Supplied entries:
________________________________________

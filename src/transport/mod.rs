//! Transport layer abstraction
//!
//! This module provides a pluggable transport layer supporting:
//! - In-memory channels (for testing)
//! - WebSocket connections to the relay
//!
//! # Design
//!
//! A transport only moves text frames between the client and the relay.
//! Frames are JSON (see [`frame`]); encryption happens before a frame is
//! built, so the transport never sees plaintext.

use async_trait::async_trait;
use thiserror::Error;

pub mod frame;
pub mod websocket;

pub use frame::{InboundFrame, OutboundFrame};
pub use websocket::{WebSocketConnector, WebSocketTransport};

/// Transport errors
#[derive(Error, Debug, Clone, PartialEq, Eq)]
pub enum TransportError {
    /// Connection failed
    #[error("Connection failed: {0}")]
    ConnectionFailed(String),

    /// Connection closed
    #[error("Connection closed")]
    Disconnected,

    /// Send failed
    #[error("Failed to send: {0}")]
    SendFailed(String),

    /// Receive failed
    #[error("Failed to receive: {0}")]
    ReceiveFailed(String),

    /// Invalid data
    #[error("Invalid data: {0}")]
    InvalidData(String),
}

/// Result type for transport operations
pub type TransportResult<T> = Result<T, TransportError>;

/// An open session with the relay
///
/// `receive` must be cancel safe: the connection manager polls it inside
/// `tokio::select!` alongside outbound work.
#[async_trait]
pub trait Transport: Send {
    /// Send one text frame
    async fn send(&mut self, frame: &str) -> TransportResult<()>;

    /// Receive the next text frame
    ///
    /// Blocks until a frame is available or the connection is closed.
    async fn receive(&mut self) -> TransportResult<String>;

    /// Check if the transport is connected
    fn is_connected(&self) -> bool;

    /// Close the transport
    async fn close(&mut self) -> TransportResult<()>;
}

/// Opens transports to a relay endpoint
#[async_trait]
pub trait Connector: Send + Sync + 'static {
    /// Transport produced by this connector
    type Transport: Transport + 'static;

    /// Open a new session to `endpoint`
    async fn open(&self, endpoint: &str) -> TransportResult<Self::Transport>;
}

/// In-memory transport for testing
///
/// Uses channels to simulate a connection between two endpoints.
pub mod memory {
    use super::*;
    use std::sync::atomic::{AtomicBool, AtomicUsize, Ordering};
    use std::sync::Arc;
    use tokio::sync::{mpsc, watch};

    /// Create a pair of connected in-memory transports
    pub fn create_pair() -> (MemoryTransport, MemoryTransport) {
        let (tx1, rx1) = mpsc::channel(100);
        let (tx2, rx2) = mpsc::channel(100);

        let transport1 = MemoryTransport {
            tx: Some(tx1),
            rx: rx2,
        };

        let transport2 = MemoryTransport {
            tx: Some(tx2),
            rx: rx1,
        };

        (transport1, transport2)
    }

    /// In-memory transport endpoint
    ///
    /// Closing or dropping one end makes the other end's `receive` fail
    /// with [`TransportError::Disconnected`].
    pub struct MemoryTransport {
        tx: Option<mpsc::Sender<String>>,
        rx: mpsc::Receiver<String>,
    }

    #[async_trait]
    impl Transport for MemoryTransport {
        async fn send(&mut self, frame: &str) -> TransportResult<()> {
            let tx = self.tx.as_ref().ok_or(TransportError::Disconnected)?;

            tx.send(frame.to_string())
                .await
                .map_err(|_| TransportError::SendFailed("Channel closed".to_string()))
        }

        async fn receive(&mut self) -> TransportResult<String> {
            if self.tx.is_none() {
                return Err(TransportError::Disconnected);
            }

            self.rx.recv().await.ok_or(TransportError::Disconnected)
        }

        fn is_connected(&self) -> bool {
            self.tx.as_ref().is_some_and(|tx| !tx.is_closed())
        }

        async fn close(&mut self) -> TransportResult<()> {
            self.tx = None;
            self.rx.close();
            Ok(())
        }
    }

    struct ConnectorState {
        opens: AtomicUsize,
        refuse: AtomicBool,
        gate: watch::Sender<bool>,
        accepted: mpsc::UnboundedSender<MemoryTransport>,
    }

    /// Connector whose sessions terminate at a [`MemoryRelay`]
    ///
    /// Opens are counted, can be refused, and can be held behind a gate to
    /// observe the `Connecting` state.
    #[derive(Clone)]
    pub struct MemoryConnector {
        state: Arc<ConnectorState>,
    }

    /// Relay side of a [`MemoryConnector`]
    pub struct MemoryRelay {
        accepted: mpsc::UnboundedReceiver<MemoryTransport>,
    }

    impl MemoryConnector {
        /// Create a connector and the relay end that accepts its sessions
        pub fn new() -> (MemoryConnector, MemoryRelay) {
            let (accepted_tx, accepted_rx) = mpsc::unbounded_channel();
            let (gate, _) = watch::channel(true);

            let connector = MemoryConnector {
                state: Arc::new(ConnectorState {
                    opens: AtomicUsize::new(0),
                    refuse: AtomicBool::new(false),
                    gate,
                    accepted: accepted_tx,
                }),
            };

            (connector, MemoryRelay { accepted: accepted_rx })
        }

        /// Number of `open` calls so far
        pub fn opens(&self) -> usize {
            self.state.opens.load(Ordering::SeqCst)
        }

        /// Make subsequent opens fail
        pub fn set_refuse(&self, refuse: bool) {
            self.state.refuse.store(refuse, Ordering::SeqCst);
        }

        /// Hold (`false`) or release (`true`) pending and future opens
        pub fn set_gate(&self, open: bool) {
            self.state.gate.send_replace(open);
        }
    }

    #[async_trait]
    impl Connector for MemoryConnector {
        type Transport = MemoryTransport;

        async fn open(&self, _endpoint: &str) -> TransportResult<MemoryTransport> {
            self.state.opens.fetch_add(1, Ordering::SeqCst);

            let mut gate = self.state.gate.subscribe();
            gate.wait_for(|open| *open)
                .await
                .map_err(|e| TransportError::ConnectionFailed(e.to_string()))?;

            if self.state.refuse.load(Ordering::SeqCst) {
                return Err(TransportError::ConnectionFailed("refused".to_string()));
            }

            let (client, relay) = create_pair();
            self.state
                .accepted
                .send(relay)
                .map_err(|_| TransportError::ConnectionFailed("relay gone".to_string()))?;
            Ok(client)
        }
    }

    impl MemoryRelay {
        /// Next session opened by the connector
        pub async fn accept(&mut self) -> Option<MemoryTransport> {
            self.accepted.recv().await
        }
    }
}

#[cfg(test)]
mod tests {
    use super::*;

    #[tokio::test]
    async fn test_memory_transport() {
        let (mut alice, mut bob) = memory::create_pair();

        // Alice sends to Bob
        alice.send("Hello Bob").await.unwrap();
        let received = bob.receive().await.unwrap();
        assert_eq!(received, "Hello Bob");

        // Bob sends to Alice
        bob.send("Hello Alice").await.unwrap();
        let received = alice.receive().await.unwrap();
        assert_eq!(received, "Hello Alice");
    }

    #[tokio::test]
    async fn test_memory_transport_close() {
        let (mut alice, mut bob) = memory::create_pair();

        alice.close().await.unwrap();
        assert!(!alice.is_connected());

        // Should fail after close, on both ends
        assert!(alice.send("test").await.is_err());
        assert_eq!(bob.receive().await, Err(TransportError::Disconnected));
    }

    #[tokio::test]
    async fn test_memory_connector_counts_and_refuses() {
        let (connector, mut relay) = memory::MemoryConnector::new();

        let mut client = connector.open("mem://relay").await.unwrap();
        let mut server = relay.accept().await.unwrap();
        client.send("ping").await.unwrap();
        assert_eq!(server.receive().await.unwrap(), "ping");

        connector.set_refuse(true);
        assert!(matches!(
            connector.open("mem://relay").await,
            Err(TransportError::ConnectionFailed(_))
        ));
        assert_eq!(connector.opens(), 2);
    }

    #[tokio::test]
    async fn test_memory_connector_gate() {
        let (connector, _relay) = memory::MemoryConnector::new();
        connector.set_gate(false);

        let pending = tokio::spawn({
            let connector = connector.clone();
            async move { connector.open("mem://relay").await.is_ok() }
        });
        tokio::task::yield_now().await;
        assert!(!pending.is_finished());

        connector.set_gate(true);
        assert!(pending.await.unwrap());
    }
}
//! Contact book: name -> identifier directory
//!
//! Persisted as a pretty-printed JSON object keyed by identifier. Contacts
//! keep their insertion order on disk and in memory, which is also the
//! tie-break order for fuzzy matches.

use std::fmt;
use std::fs;
use std::path::{Path, PathBuf};

use serde::de::{MapAccess, Visitor};
use serde::{Deserialize, Deserializer, Serialize, Serializer};
use tracing::{debug, info};

use super::error::StoreResult;
use super::write_atomic;
use crate::crypto::short_identifier;

/// Contact-book file name
pub const CONTACTS_FILE: &str = "contacts.json";

/// Minimum similarity for a fuzzy match unless the caller overrides it
pub const DEFAULT_FUZZY_THRESHOLD: f64 = 0.3;

/// Number of suggestions offered when a name has no exact match
pub const MAX_SUGGESTIONS: usize = 3;

/// A named peer
#[derive(Debug, Clone, PartialEq, Eq, Serialize, Deserialize)]
pub struct Contact {
    /// Display name
    pub name: String,
    /// Identifier; always equal to the contact's key in the book
    #[serde(default)]
    pub did: String,
    /// RFC 3339 time the contact was (last) added
    #[serde(default)]
    pub added_at: String,
    /// Free-form notes
    #[serde(default)]
    pub notes: String,
}

/// A fuzzy lookup hit
#[derive(Debug, Clone, PartialEq, Serialize)]
pub struct FuzzyMatch {
    /// Contact identifier
    pub did: String,
    /// Contact display name
    pub name: String,
    /// Similarity in `[0, 1]`
    pub score: f64,
}

/// Outcome of resolving a name to a recipient
#[derive(Debug, Clone, PartialEq)]
pub enum Resolution {
    /// Case-insensitive exact name match
    Exact(String),
    /// No exact match; best fuzzy candidates, highest score first
    Suggestions(Vec<FuzzyMatch>),
    /// Nothing close
    NotFound,
}

/// Persistent contact book
pub struct ContactBook {
    path: PathBuf,
    contacts: Vec<Contact>,
}

impl ContactBook {
    /// Load the book in `data_dir`, creating an empty file if absent
    pub fn open(data_dir: &Path) -> StoreResult<Self> {
        let mut book = ContactBook {
            path: data_dir.join(CONTACTS_FILE),
            contacts: Vec::new(),
        };

        if book.path.exists() {
            book.reload()?;
        } else {
            book.save()?;
        }
        Ok(book)
    }

    /// Re-read the book from disk, discarding in-memory state
    pub fn reload(&mut self) -> StoreResult<()> {
        let json = fs::read_to_string(&self.path)?;
        let ContactMap(contacts) = serde_json::from_str(&json)?;
        self.contacts = contacts;
        debug!(count = self.contacts.len(), "Contacts loaded");
        Ok(())
    }

    /// Add or replace the contact for `did`; durable before returning
    ///
    /// A replaced contact keeps its original position.
    pub fn add(&mut self, name: &str, did: &str, notes: &str) -> StoreResult<()> {
        let contact = Contact {
            name: name.to_string(),
            did: did.to_string(),
            added_at: chrono::Utc::now().to_rfc3339(),
            notes: notes.to_string(),
        };

        match self.contacts.iter_mut().find(|c| c.did == did) {
            Some(existing) => *existing = contact,
            None => self.contacts.push(contact),
        }

        self.save()?;
        info!(contact = name, did = %short_identifier(did), "Contact added");
        Ok(())
    }

    /// Contact for an identifier
    pub fn get(&self, did: &str) -> Option<&Contact> {
        self.contacts.iter().find(|c| c.did == did)
    }

    /// Whether `did` is a known contact
    pub fn contains(&self, did: &str) -> bool {
        self.get(did).is_some()
    }

    /// All contacts in insertion order
    pub fn list(&self) -> &[Contact] {
        &self.contacts
    }

    /// Number of contacts
    pub fn len(&self) -> usize {
        self.contacts.len()
    }

    /// Whether the book is empty
    pub fn is_empty(&self) -> bool {
        self.contacts.is_empty()
    }

    /// Identifier of the first contact whose name equals `name`, ignoring case
    pub fn find_exact(&self, name: &str) -> Option<&str> {
        let wanted = name.to_lowercase();
        self.contacts
            .iter()
            .find(|c| c.name.to_lowercase() == wanted)
            .map(|c| c.did.as_str())
    }

    /// Contacts scoring at least `threshold`, best first
    ///
    /// Equal scores keep insertion order.
    pub fn find_fuzzy(&self, name: &str, threshold: f64) -> Vec<FuzzyMatch> {
        let mut matches: Vec<FuzzyMatch> = self
            .contacts
            .iter()
            .filter_map(|c| {
                let score = similarity(name, &c.name);
                (score >= threshold).then(|| FuzzyMatch {
                    did: c.did.clone(),
                    name: c.name.clone(),
                    score,
                })
            })
            .collect();

        matches.sort_by(|a, b| b.score.total_cmp(&a.score));
        matches
    }

    /// Exact match first, else up to [`MAX_SUGGESTIONS`] fuzzy candidates
    pub fn resolve(&self, name: &str) -> Resolution {
        if let Some(did) = self.find_exact(name) {
            return Resolution::Exact(did.to_string());
        }

        let mut suggestions = self.find_fuzzy(name, DEFAULT_FUZZY_THRESHOLD);
        if suggestions.is_empty() {
            return Resolution::NotFound;
        }
        suggestions.truncate(MAX_SUGGESTIONS);
        Resolution::Suggestions(suggestions)
    }

    fn save(&self) -> StoreResult<()> {
        let json = serde_json::to_string_pretty(&ContactMapRef(&self.contacts))?;
        write_atomic(&self.path, json.as_bytes(), false)
    }
}

/// Case-insensitive similarity `1 - distance / max_len`
///
/// Equal strings (including two empty ones) score 1; otherwise an empty side
/// scores 0.
pub fn similarity(a: &str, b: &str) -> f64 {
    let a: Vec<char> = a.to_lowercase().chars().collect();
    let b: Vec<char> = b.to_lowercase().chars().collect();

    if a == b {
        return 1.0;
    }
    if a.is_empty() || b.is_empty() {
        return 0.0;
    }

    let longest = a.len().max(b.len());
    1.0 - edit_distance(&a, &b) as f64 / longest as f64
}

/// Levenshtein distance over chars
fn edit_distance(a: &[char], b: &[char]) -> usize {
    let mut prev: Vec<usize> = (0..=b.len()).collect();
    let mut curr = vec![0; b.len() + 1];

    for (i, ca) in a.iter().enumerate() {
        curr[0] = i + 1;
        for (j, cb) in b.iter().enumerate() {
            let substitution = prev[j] + usize::from(ca != cb);
            curr[j + 1] = substitution.min(prev[j + 1] + 1).min(curr[j] + 1);
        }
        std::mem::swap(&mut prev, &mut curr);
    }

    prev[b.len()]
}

// The book is a JSON object keyed by identifier. Ordered (de)serialization
// through these wrappers keeps insertion order without a map type.

struct ContactMapRef<'a>(&'a [Contact]);

impl Serialize for ContactMapRef<'_> {
    fn serialize<S>(&self, serializer: S) -> Result<S::Ok, S::Error>
    where
        S: Serializer,
    {
        serializer.collect_map(self.0.iter().map(|c| (&c.did, c)))
    }
}

struct ContactMap(Vec<Contact>);

impl<'de> Deserialize<'de> for ContactMap {
    fn deserialize<D>(deserializer: D) -> Result<Self, D::Error>
    where
        D: Deserializer<'de>,
    {
        struct ContactMapVisitor;

        impl<'de> Visitor<'de> for ContactMapVisitor {
            type Value = Vec<Contact>;

            fn expecting(&self, f: &mut fmt::Formatter<'_>) -> fmt::Result {
                f.write_str("a map of identifier to contact")
            }

            fn visit_map<A>(self, mut map: A) -> Result<Self::Value, A::Error>
            where
                A: MapAccess<'de>,
            {
                let mut contacts: Vec<Contact> = Vec::new();
                while let Some((did, mut contact)) = map.next_entry::<String, Contact>()? {
                    contact.did = did;
                    match contacts.iter_mut().find(|c| c.did == contact.did) {
                        Some(existing) => *existing = contact,
                        None => contacts.push(contact),
                    }
                }
                Ok(contacts)
            }
        }

        deserializer.deserialize_map(ContactMapVisitor).map(ContactMap)
    }
}

#[cfg(test)]
mod tests {
    use super::*;
    use tempfile::TempDir;

    fn book_with(names: &[(&str, &str)]) -> (TempDir, ContactBook) {
        let dir = TempDir::new().unwrap();
        let mut book = ContactBook::open(dir.path()).unwrap();
        for (name, did) in names {
            book.add(name, did, "").unwrap();
        }
        (dir, book)
    }

    #[test]
    fn test_open_creates_empty_file() {
        let dir = TempDir::new().unwrap();
        let book = ContactBook::open(dir.path()).unwrap();

        assert!(book.is_empty());
        let json = fs::read_to_string(dir.path().join(CONTACTS_FILE)).unwrap();
        assert_eq!(json.trim(), "{}");
    }

    #[test]
    fn test_add_persists() {
        let (dir, _book) = book_with(&[("Alice", "did:a"), ("Bob", "did:b")]);

        let reopened = ContactBook::open(dir.path()).unwrap();
        assert_eq!(reopened.len(), 2);
        assert_eq!(reopened.get("did:a").unwrap().name, "Alice");
        assert_eq!(reopened.list()[1].did, "did:b");
    }

    #[test]
    fn test_file_keyed_by_identifier() {
        let (dir, _book) = book_with(&[("Alice", "did:a")]);

        let json = fs::read_to_string(dir.path().join(CONTACTS_FILE)).unwrap();
        let value: serde_json::Value = serde_json::from_str(&json).unwrap();
        assert_eq!(value["did:a"]["name"], "Alice");
        assert_eq!(value["did:a"]["did"], "did:a");
        assert!(value["did:a"]["added_at"].is_string());
        assert!(json.contains('\n'));
    }

    #[test]
    fn test_readd_overwrites_in_place() {
        let (dir, mut book) = book_with(&[("Alice", "did:a"), ("Bob", "did:b")]);
        book.add("Alicia", "did:a", "renamed").unwrap();

        assert_eq!(book.len(), 2);
        assert_eq!(book.list()[0].name, "Alicia");
        assert_eq!(book.list()[0].notes, "renamed");

        let reopened = ContactBook::open(dir.path()).unwrap();
        assert_eq!(reopened.list()[0].name, "Alicia");
    }

    #[test]
    fn test_did_field_follows_key() {
        let dir = TempDir::new().unwrap();
        fs::write(
            dir.path().join(CONTACTS_FILE),
            r#"{"did:x": {"name": "X", "did": "did:wrong", "added_at": "t"}}"#,
        )
        .unwrap();

        let book = ContactBook::open(dir.path()).unwrap();
        assert_eq!(book.list()[0].did, "did:x");
        assert_eq!(book.list()[0].notes, "");
    }

    #[test]
    fn test_find_exact_case_insensitive() {
        let (_dir, book) = book_with(&[("Alice", "did:a"), ("Bob", "did:b")]);

        assert_eq!(book.find_exact("alice"), Some("did:a"));
        assert_eq!(book.find_exact("BOB"), Some("did:b"));
        assert_eq!(book.find_exact("Al"), None);
    }

    #[test]
    fn test_find_fuzzy_ranks() {
        let (_dir, book) = book_with(&[("Alison", "d2"), ("Alice", "d1")]);

        let matches = book.find_fuzzy("alice", DEFAULT_FUZZY_THRESHOLD);
        assert_eq!(matches.len(), 2);
        assert_eq!(matches[0].did, "d1");
        assert_eq!(matches[0].score, 1.0);
        assert_eq!(matches[1].did, "d2");
        assert!(matches[1].score >= 0.4);
    }

    #[test]
    fn test_find_fuzzy_threshold_and_ties() {
        let (_dir, book) = book_with(&[("abcx", "first"), ("Zed", "far"), ("abcy", "second")]);

        let matches = book.find_fuzzy("abcd", 0.5);
        let dids: Vec<&str> = matches.iter().map(|m| m.did.as_str()).collect();
        assert_eq!(dids, ["first", "second"]);
        assert_eq!(matches[0].score, matches[1].score);
    }

    #[test]
    fn test_similarity_edges() {
        assert_eq!(similarity("", ""), 1.0);
        assert_eq!(similarity("", "bob"), 0.0);
        assert_eq!(similarity("bob", ""), 0.0);
        assert_eq!(similarity("Bob", "bob"), 1.0);
        assert_eq!(similarity("abc", "xyz"), 0.0);
        assert!((similarity("kitten", "sitting") - (1.0 - 3.0 / 7.0)).abs() < 1e-9);
    }

    #[test]
    fn test_resolve() {
        let (_dir, book) = book_with(&[("Alice", "did:a"), ("Alison", "did:b")]);

        assert_eq!(book.resolve("ALICE"), Resolution::Exact("did:a".into()));
        match book.resolve("alis") {
            Resolution::Suggestions(s) => assert_eq!(s[0].did, "did:b"),
            other => panic!("expected suggestions, got {other:?}"),
        }
        assert_eq!(book.resolve("zzzzzzzz"), Resolution::NotFound);
    }

    #[test]
    fn test_reload_sees_external_edits() {
        let (dir, mut book) = book_with(&[("Alice", "did:a")]);

        let mut other = ContactBook::open(dir.path()).unwrap();
        other.add("Carol", "did:c", "").unwrap();

        assert!(!book.contains("did:c"));
        book.reload().unwrap();
        assert!(book.contains("did:c"));
    }
}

________________________________________

The task: The lines needed run from the first line of the data through the line containing "before a frame is"; give them again exactly and nothing else.

Answer:
filename src/transport/mod.rs
//! Transport layer abstraction
//!
//! This module provides a pluggable transport layer supporting:
//! - In-memory channels (for testing)
//! - WebSocket connections to the relay
//!
//! # Design
//!
//! A transport only moves text frames between the client and the relay.
//! Frames are JSON (see [`frame`]); encryption happens before a frame is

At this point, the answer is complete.